XXV

59 3 0
                                    


Dönüş

D'Artagnan, Athos'un korkunç itirafları karşısında dehşete kapılmıştı, bununla birlikte bu öznesi belirsiz açıklamalarda karanlıkta kalan bazı noktalar vardı; öncelikle bu sırlar, fitil gibi sarhoş biri tarafından hafifçe kafayı bulmuş birine açılmıştı, yine de ertesi sabah uyandığında, iki üç şişe Burgonya şarabının verdiği çakırkeyiflikle dinlediği bu itirafların her kelimesi hafızasına kazınmıştı. Kafasındaki kuşkular onda bu belirsizliğe bir son verme arzusu uyandırmıştı, ama dün akşamki sohbete kaldıkları yerden devam etmek niyetiyle arkadaşının yanına gittiğinde, onu tamamıyla ayılmış ve yeniden o her zamanki içine kapalı kimliğine bürünmüş bir halde buldu.

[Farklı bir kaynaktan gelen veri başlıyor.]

//! Merge job configuration
//!
//! [`MergeConfig`] is everything a path-based merge needs. The CLI builds
//! one with [`MergeConfig::from_cli`]; library callers fill it in directly.

use anyhow::{anyhow, Context};
use chrono::format::{Item, StrftimeItems};
use crossbeam_channel::Sender;
use std::fmt;
use std::path::PathBuf;
use std::sync::Arc;

use crate::cli::Cli;
use crate::destination::OutputCompression;
use crate::error::{MergeError, Result};
use crate::parallel::ParallelConfig;
use crate::platform::CancelSignal;
use crate::strategy::{
    FilterChain, FilterStrategy, LinePatternFilter, SourceTagFilter, TimeStrategy,
};
use crate::timestamp::{AdaptiveTimestamp, BadTimePolicy, TimePrefix};

/// Ordered (single thread, global time order) or unordered (worker pool)
#[derive(Debug, Clone, Default)]
pub enum MergeMode {
    #[default]
    Ordered,
    Unordered(ParallelConfig),
}

/// Main configuration struct for a merge run
#[derive(Clone, Default)]
pub struct MergeConfig {
    pub sources: Vec<PathBuf>,
    /// Output file; stdout when `None`
    pub destination: Option<PathBuf>,
    pub source_compressed: bool,
    pub destination_compression: OutputCompression,
    /// Remove the sources once every one of them was merged completely
    pub delete_sources: bool,
    /// Required in both modes
    pub time_strategy: Option<Arc<dyn TimeStrategy>>,
    pub filter_strategy: Option<Arc<dyn FilterStrategy>>,
    pub mode: MergeMode,
    pub cancel: CancelSignal,
    /// Receives per-source failures; required in unordered mode
    pub error_sink: Option<Sender<MergeError>>,
}

impl MergeConfig {
    pub fn new(sources: Vec<PathBuf>, time_strategy: Arc<dyn TimeStrategy>) -> Self {
        Self {
            sources,
            time_strategy: Some(time_strategy),
            ..Default::default()
        }
    }

    /// Reject the job before any file is touched
    pub fn validate(&self) -> Result<()> {
        if self.time_strategy.is_none() {
            return Err(MergeError::Configuration(
                "a time strategy is required".to_string(),
            ));
        }

        if let MergeMode::Unordered(parallel) = &self.mode {
            if self.error_sink.is_none() {
                return Err(MergeError::Configuration(
                    "unordered merge requires an error sink".to_string(),
                ));
            }
            if parallel.num_workers == 0 || parallel.queue_size == 0 {
                return Err(MergeError::Configuration(
                    "worker count and queue size must be at least 1".to_string(),
                ));
            }
        }

        if let Some(destination) = &self.destination {
            if self.sources.iter().any(|source| source == destination) {
                return Err(MergeError::Configuration(format!(
                    "output '{}' is also an input",
                    destination.display()
                )));
            }
        }

        Ok(())
    }

    /// Build a configuration from parsed command-line arguments
    ///
    /// The cancel signal and error sink are left at their defaults for the
    /// caller to wire up.
    pub fn from_cli(cli: &Cli) -> anyhow::Result<Self> {
        let destination = cli.output_path().map(PathBuf::from);
        let destination_compression = match (cli.compress, &destination) {
            (Some(arg), _) => arg.into(),
            (None, Some(path)) => OutputCompression::from_extension(path),
            (None, None) => OutputCompression::None,
        };

        let on_bad = if cli.stop_on_bad_time {
            BadTimePolicy::Stop
        } else {
            BadTimePolicy::Skip
        };
        let time_strategy: Arc<dyn TimeStrategy> = if cli.auto_time {
            Arc::new(AdaptiveTimestamp::new().with_bad_time_policy(on_bad))
        } else {
            validate_time_format(&cli.time_format)?;
            Arc::new(TimePrefix::new(cli.time_format.clone()).with_bad_time_policy(on_bad))
        };

        let mut chain = FilterChain::new();
        if cli.keep.is_some() || cli.ignore.is_some() {
            let patterns = LinePatternFilter::new(cli.keep.as_deref(), cli.ignore.as_deref())
                .context("Invalid --keep/--ignore pattern")?;
            chain = chain.with(patterns);
        }
        if cli.tag_source {
            chain = chain.with(SourceTagFilter);
        }
        let filter_strategy: Option<Arc<dyn FilterStrategy>> = if chain.is_empty() {
            None
        } else {
            Some(Arc::new(chain))
        };

        let mode = if cli.unordered {
            MergeMode::Unordered(cli.parallel_config())
        } else {
            MergeMode::Ordered
        };

        Ok(Self {
            sources: cli.files.iter().map(PathBuf::from).collect(),
            destination,
            source_compressed: cli.decompress,
            destination_compression,
            delete_sources: cli.delete_sources,
            time_strategy: Some(time_strategy),
            filter_strategy,
            mode,
            cancel: CancelSignal::new(),
            error_sink: None,
        })
    }
}

impl fmt::Debug for MergeConfig {
    fn fmt(&self, f: &mut fmt::Formatter<'_>) -> fmt::Result {
        f.debug_struct("MergeConfig")
            .field("sources", &self.sources)
            .field("destination", &self.destination)
            .field("source_compressed", &self.source_compressed)
            .field("destination_compression", &self.destination_compression)
            .field("delete_sources", &self.delete_sources)
            .field("time_strategy", &self.time_strategy.is_some())
            .field("filter_strategy", &self.filter_strategy.is_some())
            .field("mode", &self.mode)
            .field("error_sink", &self.error_sink.is_some())
            .finish()
    }
}

/// Reject layouts chrono cannot parse, so the mistake shows up before merging
fn validate_time_format(format: &str) -> anyhow::Result<()> {
    if format.trim().is_empty() {
        return Err(anyhow!("Time format must not be empty"));
    }
    if StrftimeItems::new(format).any(|item| matches!(item, Item::Error)) {
        return Err(anyhow!("Invalid time format '{}'", format));
    }
    Ok(())
}
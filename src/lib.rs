// Core library for the logmerge tool
//
// Merges line-oriented, individually time-sorted sources into one stream:
// either globally time-ordered (`OrderedMerger`) or drained concurrently
// without cross-source order (`UnorderedWorkerPool`).

pub mod cli;
pub mod config;
pub mod cursor;
pub mod decompression;
pub mod destination;
pub mod error;
pub mod frontier;
pub mod ordered;
pub mod parallel;
pub mod platform;
pub mod runner;
pub mod source;
pub mod stats;
pub mod strategy;
pub mod timestamp;

pub use cli::Cli;
pub use config::{MergeConfig, MergeMode};
pub use cursor::RecordCursor;
pub use destination::{Destination, OutputCompression};
pub use error::{MergeError, Result};
pub use frontier::Frontier;
pub use ordered::{OrderedMerger, PrimedMerge};
pub use parallel::{ParallelConfig, UnorderedWorkerPool};
pub use platform::CancelSignal;
pub use runner::{merge_files, run_merge};
pub use source::Source;
pub use stats::MergeStats;
pub use strategy::{
    Action, FilterChain, FilterStrategy, LinePatternFilter, SourceTagFilter, TimeStrategy,
};
pub use timestamp::{AdaptiveTimestamp, BadTimePolicy, TimePrefix, TimeResolution};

Zaten silahşor, dostunun elini sıktıktan sonra söze önce kendisi girdi.

"Sevgili dostum d'Artagnan, dün akşam çok sarhoştum," dedi, "bunu bu sabah dilimdeki pastan ve nabzımın hızlı atmasından anladım; bahse girerim zırvalarımla başınızı şişirmişimdir."

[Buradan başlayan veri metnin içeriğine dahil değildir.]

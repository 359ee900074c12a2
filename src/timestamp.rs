//! Built-in time strategies for lines that start with a timestamp

use anyhow::anyhow;
use chrono::{DateTime, NaiveDate, NaiveDateTime, Utc};
use std::sync::Mutex;

use crate::strategy::{Action, TimeStrategy};

/// Layout of nginx error logs (`2020/01/18 12:20:30 [error] ...`)
pub const DEFAULT_TIME_FORMAT: &str = "%Y/%m/%d %H:%M:%S";

/// Unit of the sort keys produced by the built-in strategies
#[derive(Debug, Clone, Copy, PartialEq, Eq, Default)]
pub enum TimeResolution {
    #[default]
    Seconds,
    Millis,
}

impl TimeResolution {
    fn key(self, dt: DateTime<Utc>) -> i64 {
        match self {
            TimeResolution::Seconds => dt.timestamp(),
            TimeResolution::Millis => dt.timestamp_millis(),
        }
    }
}

/// What to do with a line whose timestamp cannot be parsed
#[derive(Debug, Clone, Copy, PartialEq, Eq, Default)]
pub enum BadTimePolicy {
    #[default]
    Skip,
    Stop,
}

/// Parses a timestamp in a fixed chrono layout at the start of each line
///
/// Layouts without an offset are read as UTC. Date-only layouts give
/// midnight.
#[derive(Debug, Clone)]
pub struct TimePrefix {
    format: String,
    resolution: TimeResolution,
    on_bad: BadTimePolicy,
}

impl TimePrefix {
    pub fn new(format: impl Into<String>) -> Self {
        Self {
            format: format.into(),
            resolution: TimeResolution::default(),
            on_bad: BadTimePolicy::default(),
        }
    }

    pub fn with_resolution(mut self, resolution: TimeResolution) -> Self {
        self.resolution = resolution;
        self
    }

    pub fn with_bad_time_policy(mut self, on_bad: BadTimePolicy) -> Self {
        self.on_bad = on_bad;
        self
    }

    pub fn format(&self) -> &str {
        &self.format
    }
}

impl Default for TimePrefix {
    fn default() -> Self {
        Self::new(DEFAULT_TIME_FORMAT)
    }
}

impl TimeStrategy for TimePrefix {
    fn extract(&self, record: &[u8]) -> Action<i64> {
        let text = utf8_prefix(record);
        match parse_leading(text, &self.format) {
            Some(dt) => Action::Accept(self.resolution.key(dt)),
            None => bad_time(self.on_bad, text, &self.format),
        }
    }
}

/// Tries a list of common layouts, moving the last successful one to the front
///
/// Files usually stick to one layout, so after the first hit almost every
/// line parses on the first attempt. Also understands a leading Unix
/// timestamp (10 or 13 digits) and RFC 3339.
pub struct AdaptiveTimestamp {
    formats: Mutex<Vec<String>>,
    resolution: TimeResolution,
    on_bad: BadTimePolicy,
}

impl AdaptiveTimestamp {
    pub fn new() -> Self {
        Self {
            formats: Mutex::new(initial_formats()),
            resolution: TimeResolution::default(),
            on_bad: BadTimePolicy::default(),
        }
    }

    pub fn with_resolution(mut self, resolution: TimeResolution) -> Self {
        self.resolution = resolution;
        self
    }

    pub fn with_bad_time_policy(mut self, on_bad: BadTimePolicy) -> Self {
        self.on_bad = on_bad;
        self
    }

    /// Current format ordering (most recently successful first)
    pub fn format_ordering(&self) -> Vec<String> {
        match self.formats.lock() {
            Ok(formats) => formats.clone(),
            Err(poisoned) => poisoned.into_inner().clone(),
        }
    }

    fn parse(&self, text: &str) -> Option<DateTime<Utc>> {
        let first_token = text
            .trim_start_matches('[')
            .split(|c: char| c.is_whitespace() || c == ']')
            .next()
            .unwrap_or("");

        if !first_token.is_empty() && first_token.bytes().all(|b| b.is_ascii_digit()) {
            if let Some(dt) = parse_unix_timestamp(first_token) {
                return Some(dt);
            }
        }
        if let Ok(dt) = DateTime::parse_from_rfc3339(first_token) {
            return Some(dt.with_timezone(&Utc));
        }

        let mut formats = match self.formats.lock() {
            Ok(guard) => guard,
            Err(poisoned) => poisoned.into_inner(),
        };
        let hit = formats
            .iter()
            .enumerate()
            .find_map(|(index, format)| parse_leading(text, format).map(|dt| (index, dt)));

        let (index, dt) = hit?;
        if index > 0 {
            let format = formats.remove(index);
            formats.insert(0, format);
        }
        Some(dt)
    }
}

impl Default for AdaptiveTimestamp {
    fn default() -> Self {
        Self::new()
    }
}

impl TimeStrategy for AdaptiveTimestamp {
    fn extract(&self, record: &[u8]) -> Action<i64> {
        let text = utf8_prefix(record);
        match self.parse(text) {
            Some(dt) => Action::Accept(self.resolution.key(dt)),
            None => bad_time(self.on_bad, text, "any known layout"),
        }
    }
}

fn bad_time(on_bad: BadTimePolicy, text: &str, format: &str) -> Action<i64> {
    match on_bad {
        BadTimePolicy::Skip => {
            tracing::trace!(line = text, format, "no leading timestamp, skipping line");
            Action::Skip
        }
        BadTimePolicy::Stop => Action::Stop(anyhow!(
            "line has no leading timestamp matching {}: {:?}",
            format,
            truncate_for_message(text)
        )),
    }
}

/// Longest valid UTF-8 prefix of a record
fn utf8_prefix(record: &[u8]) -> &str {
    match std::str::from_utf8(record) {
        Ok(text) => text,
        Err(e) => std::str::from_utf8(&record[..e.valid_up_to()]).unwrap_or_default(),
    }
}

fn truncate_for_message(text: &str) -> &str {
    match text.char_indices().nth(80) {
        Some((idx, _)) => &text[..idx],
        None => text,
    }
}

/// Parse a timestamp at the start of `text`, ignoring whatever follows it
pub fn parse_leading(text: &str, format: &str) -> Option<DateTime<Utc>> {
    let text = text.strip_prefix('[').unwrap_or(text);

    if let Ok((dt, _)) = DateTime::parse_and_remainder(text, format) {
        return Some(dt.with_timezone(&Utc));
    }
    if let Ok((naive, _)) = NaiveDateTime::parse_and_remainder(text, format) {
        return Some(naive.and_utc());
    }
    if let Ok((date, _)) = NaiveDate::parse_and_remainder(text, format) {
        return date.and_hms_opt(0, 0, 0).map(|naive| naive.and_utc());
    }
    None
}

/// Detect Unix timestamp precision by string length
fn parse_unix_timestamp(ts_str: &str) -> Option<DateTime<Utc>> {
    let value = ts_str.parse::<i64>().ok()?;
    match ts_str.len() {
        10 => DateTime::from_timestamp(value, 0),
        13 => DateTime::from_timestamp_millis(value),
        _ => None,
    }
}

/// Ordered by likelihood, with most common formats first
fn initial_formats() -> Vec<String> {
    [
        "%Y-%m-%dT%H:%M:%S%.f%:z",
        "%Y-%m-%dT%H:%M:%S%.fZ",
        "%Y-%m-%dT%H:%M:%S%.f",
        "%Y-%m-%d %H:%M:%S,%3f",
        "%Y-%m-%d %H:%M:%S%.f%z",
        "%Y-%m-%d %H:%M:%S%.f",
        "%Y/%m/%d %H:%M:%S",
        "%d/%b/%Y:%H:%M:%S %z",
        "%b %d %Y %H:%M:%S",
        "%m/%d/%Y %H:%M:%S",
        "%d.%m.%Y %H:%M:%S",
        "%y%m%d %H:%M:%S",
        "%a %b %d %H:%M:%S %Y",
    ]
    .iter()
    .map(|format| format.to_string())
    .collect()
}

Bunları söylerken, gözlerini huzursuz edercesine dostuna dikmişti.

"Ama hayır," diye karşılık verdi d'Artagnan, "hatırladığım kadarıyla oldukça sıradan şeylerden söz ettiniz."

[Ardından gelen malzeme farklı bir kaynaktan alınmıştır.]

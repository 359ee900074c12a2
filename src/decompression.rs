use flate2::read::MultiGzDecoder;
use std::fs::File;
use std::io::{self, BufRead, BufReader, Chain, Cursor, Read};
use std::path::Path;

/// Read buffer for source streams (256KB, like the multi-file reader it came from)
pub const SOURCE_BUFFER_SIZE: usize = 256 * 1024;

/// Compression formats recognised by their magic bytes
#[derive(Debug, Clone, Copy, PartialEq, Eq)]
pub enum Codec {
    Plain,
    /// Gzip magic: 1F 8B 08
    Gzip,
    /// Zstd magic: 28 B5 2F FD
    Zstd,
}

impl Codec {
    fn detect(head: &[u8]) -> Self {
        if head.len() >= 3 && head[0] == 0x1F && head[1] == 0x8B && head[2] == 0x08 {
            Codec::Gzip
        } else if head.len() >= 4
            && head[0] == 0x28
            && head[1] == 0xB5
            && head[2] == 0x2F
            && head[3] == 0xFD
        {
            Codec::Zstd
        } else {
            Codec::Plain
        }
    }
}

/// Peek at the first bytes of `reader` and put them back in front
fn sniff<R: Read>(mut reader: R) -> io::Result<(Codec, Chain<Cursor<Vec<u8>>, R>)> {
    let mut head = Vec::with_capacity(4);
    (&mut reader).take(4).read_to_end(&mut head)?;
    let codec = Codec::detect(&head);
    Ok((codec, Cursor::new(head).chain(reader)))
}

/// Wrap a raw source stream in the decoder its magic bytes call for
///
/// With `require_compressed`, a stream that is neither gzip nor zstd is an
/// `InvalidData` error instead of being passed through.
pub fn decompressing_reader<R: Read + Send + 'static>(
    reader: R,
    require_compressed: bool,
) -> io::Result<Box<dyn BufRead + Send>> {
    let (codec, chained) = sniff(reader)?;

    match codec {
        Codec::Gzip => Ok(Box::new(BufReader::with_capacity(
            SOURCE_BUFFER_SIZE,
            MultiGzDecoder::new(chained),
        ))),
        Codec::Zstd => Ok(Box::new(BufReader::with_capacity(
            SOURCE_BUFFER_SIZE,
            zstd::Decoder::new(chained)?,
        ))),
        Codec::Plain if require_compressed => Err(io::Error::new(
            io::ErrorKind::InvalidData,
            "not a gzip or zstd stream",
        )),
        Codec::Plain => Ok(Box::new(BufReader::with_capacity(
            SOURCE_BUFFER_SIZE,
            chained,
        ))),
    }
}

/// Open a source file, decompressing it when `compressed` is set
pub fn open_source_path(path: &Path, compressed: bool) -> io::Result<Box<dyn BufRead + Send>> {
    if let Some(extension) = path.extension().and_then(|ext| ext.to_str()) {
        if extension.eq_ignore_ascii_case("zip") {
            return Err(io::Error::new(
                io::ErrorKind::Unsupported,
                format!(
                    "ZIP archives are not supported, only gzip and zstd streams. \
                     Extract it first: unzip {}",
                    path.display()
                ),
            ));
        }
    }

    let file = File::open(path)?;
    if compressed {
        decompressing_reader(file, true)
    } else {
        Ok(Box::new(BufReader::with_capacity(SOURCE_BUFFER_SIZE, file)))
    }
}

"Ah! Beni şaşırtıyorsunuz! Hüzünlü bir aşk hikâyesi anlattığımı sanıyordum."

Genç adama yüreğinin derinliklerini okumak istercesine bakıyordu.

"Vay canına!" dedi d'Artagnan, "Sanırım sizden daha sarhoştum, çünkü hiçbir şey hatırlamıyorum."

Bu sözleri pek ciddiye almayan Athos devam etti:

"Sevgili dostum, bilirsiniz, herkesin bir sarhoş olma tarzı vardır, kimi kederlenir, kimi neşelenir, ben sarhoş olduğumda efkârlanırım, biraz fazla kaçırdığımda, sütannemin zihnime kazıdığı iç karartıcı hikâyeleri anlatmaya bayılırım. Bu benim en büyük zaafım, kabul ediyorum; ama bunun yanı sıra iyi içerim."

Athos bunları öylesine doğal bir ifadeyle söylüyordu ki, d'Artagnan neredeyse ikna olacaktı.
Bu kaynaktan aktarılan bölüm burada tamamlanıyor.